O ciclista poveiro Rui Costa anunciou esta sexta-feira, através das redes socias, o fim da sua carreira profissional, aos 39 anos, encerrando um percurso de 17 temporadas marcadas por conquistas históricas e um legado ímpar no ciclismo português.
“Chegou a hora de me retirar. De usufruir da companhia dos meus, de estar presente nos pequenos grandes momentos e de viver com calma o que tantas vezes ficou adiado”, escreveu Rui Costa, num discurso emocionante onde agradeceu às equipas que representou, à Federação e à Seleção Nacional.
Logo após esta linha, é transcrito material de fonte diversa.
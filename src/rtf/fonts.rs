//! Font and color tables.
//!
//! Font handles realized through the [`FontEngine`] live in an arena owned by
//! the [`FontTable`]; text runs refer to them by [`FontId`]. Clearing the
//! table hands every handle back to the engine.

use super::engine::{FontEngine, FontRequest};
use super::error::{RtfError, RtfResult};
use super::types::{FontFamily, FontStyle};
use crate::common::Color;
use smallvec::SmallVec;

/// Index of a realized font in its [`FontTable`].
#[derive(Debug, Clone, Copy, PartialEq, Eq, Hash)]
pub struct FontId(usize);

#[derive(Debug, Clone, Copy)]
struct CachedFont {
    size: i32,
    style: FontStyle,
    id: FontId,
}

type FontCache = SmallVec<[CachedFont; 4]>;

fn cached(cache: &FontCache, size: i32, style: FontStyle) -> Option<FontId> {
    cache
        .iter()
        .find(|font| font.size == size && font.style == style)
        .map(|font| font.id)
}

/// One `\fonttbl` entry.
#[derive(Debug, Clone)]
pub struct FontEntry {
    /// Font number referenced by `\f`
    pub id: i32,
    pub name: String,
    pub family: FontFamily,
    pub charset: i32,
    cache: FontCache,
}

impl FontEntry {
    pub fn new(id: i32, name: impl Into<String>, family: FontFamily, charset: i32) -> Self {
        Self {
            id,
            name: name.into(),
            family,
            charset,
            cache: SmallVec::new(),
        }
    }
}

/// Fonts declared by the document plus every handle realized from them.
#[derive(Debug)]
pub struct FontTable<F> {
    entries: Vec<FontEntry>,
    fallback: FontCache,
    handles: Vec<F>,
}

impl<F> Default for FontTable<F> {
    fn default() -> Self {
        Self {
            entries: Vec::new(),
            fallback: SmallVec::new(),
            handles: Vec::new(),
        }
    }
}

impl<F> FontTable<F> {
    pub fn new() -> Self {
        Self::default()
    }

    pub fn add(&mut self, entry: FontEntry) {
        log::debug!(
            "font {} = {:?} ({:?}, charset {})",
            entry.id,
            entry.name,
            entry.family,
            entry.charset
        );
        self.entries.push(entry);
    }

    pub fn entries(&self) -> &[FontEntry] {
        &self.entries
    }

    /// Number of realized handles.
    #[inline]
    pub fn realized(&self) -> usize {
        self.handles.len()
    }

    #[inline]
    pub fn get(&self, id: FontId) -> Option<&F> {
        self.handles.get(id.0)
    }

    /// Entry used for font number `id`: the entry itself, else the first
    /// default-family entry, else the first entry.
    fn entry_index(&self, id: i32) -> Option<usize> {
        self.entries
            .iter()
            .position(|entry| entry.id == id)
            .or_else(|| {
                self.entries
                    .iter()
                    .position(|entry| entry.family == FontFamily::Default)
            })
            .or_else(|| (!self.entries.is_empty()).then_some(0))
    }

    /// Realized handle for font number `id` at `size` points and `style`,
    /// creating it on first use.
    pub fn resolve<E>(
        &mut self,
        engine: &mut E,
        id: i32,
        size: i32,
        style: FontStyle,
    ) -> RtfResult<FontId>
    where
        E: FontEngine<Font = F>,
    {
        match self.entry_index(id) {
            Some(index) => {
                if let Some(found) = cached(&self.entries[index].cache, size, style) {
                    return Ok(found);
                }
                let entry = &self.entries[index];
                let request = FontRequest {
                    name: &entry.name,
                    family: entry.family,
                    charset: entry.charset,
                    size,
                    style,
                };
                let font = engine.create_font(&request).ok_or(RtfError::FontNotFound)?;
                let font_id = self.store(font);
                self.entries[index].cache.push(CachedFont {
                    size,
                    style,
                    id: font_id,
                });
                Ok(font_id)
            },
            None => {
                if let Some(found) = cached(&self.fallback, size, style) {
                    return Ok(found);
                }
                let request = FontRequest {
                    name: "",
                    family: FontFamily::Default,
                    charset: 0,
                    size,
                    style,
                };
                let font = engine.create_font(&request).ok_or(RtfError::FontNotFound)?;
                log::debug!("no font table; using engine fallback at {size}pt");
                let font_id = self.store(font);
                self.fallback.push(CachedFont {
                    size,
                    style,
                    id: font_id,
                });
                Ok(font_id)
            },
        }
    }

    fn store(&mut self, font: F) -> FontId {
        self.handles.push(font);
        FontId(self.handles.len() - 1)
    }

    /// Drop every entry and free every realized handle through `engine`.
    pub fn clear<E>(&mut self, engine: &mut E)
    where
        E: FontEngine<Font = F>,
    {
        log::debug!("releasing {} font handles", self.realized());
        for font in self.handles.drain(..) {
            engine.free_font(font);
        }
        self.entries.clear();
        self.fallback.clear();
    }
}

/// `\colortbl` entries in declaration order.
#[derive(Debug, Clone, Default, PartialEq, Eq)]
pub struct ColorTable {
    colors: Vec<Color>,
}

impl ColorTable {
    pub fn new() -> Self {
        Self::default()
    }

    pub fn push(&mut self, color: Color) {
        self.colors.push(color);
    }

    /// Color at `index`; black when out of range.
    pub fn get(&self, index: u8) -> Color {
        match self.colors.get(usize::from(index)) {
            Some(color) => *color,
            None => {
                if !self.colors.is_empty() {
                    log::warn!(
                        "color index {index} out of range ({} colors); using black",
                        self.colors.len()
                    );
                }
                Color::black()
            },
        }
    }

    pub fn len(&self) -> usize {
        self.colors.len()
    }

    pub fn is_empty(&self) -> bool {
        self.colors.is_empty()
    }

    pub fn clear(&mut self) {
        self.colors.clear();
    }
}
Natural de Aguçadoura, Póvoa de Varzim, Rui Costa iniciou a sua carreira profissional em 2007, ao assinar contrato com o Benfica. Desde então, construiu um palmarés notável, tornando-se uma referência incontornável do ciclismo nacional e internacional, com um destaque especial para o título mundial de 2013, uma vitória histórica que o tornou, até hoje, o único português a alcançar esse feito.
Rui Costa despede-se como um dos maiores nomes da história do ciclismo português, deixando uma marca indelével no desporto nacional. “Fui um abençoado por viver o meu sonho, por vencer, por cair e levantar, e por ter sempre o meu anjinho da guarda comigo em cada curva da estrada”.
Entre os seus maiores feitos destacam-se: três títulos consecutivos na Volta à Suíça (2014, 2015 e 2016) e os três títulos de campeão nacional de estrada (2015, 2020 e 2024). O ciclismo português perde hoje um verdadeiro campeão.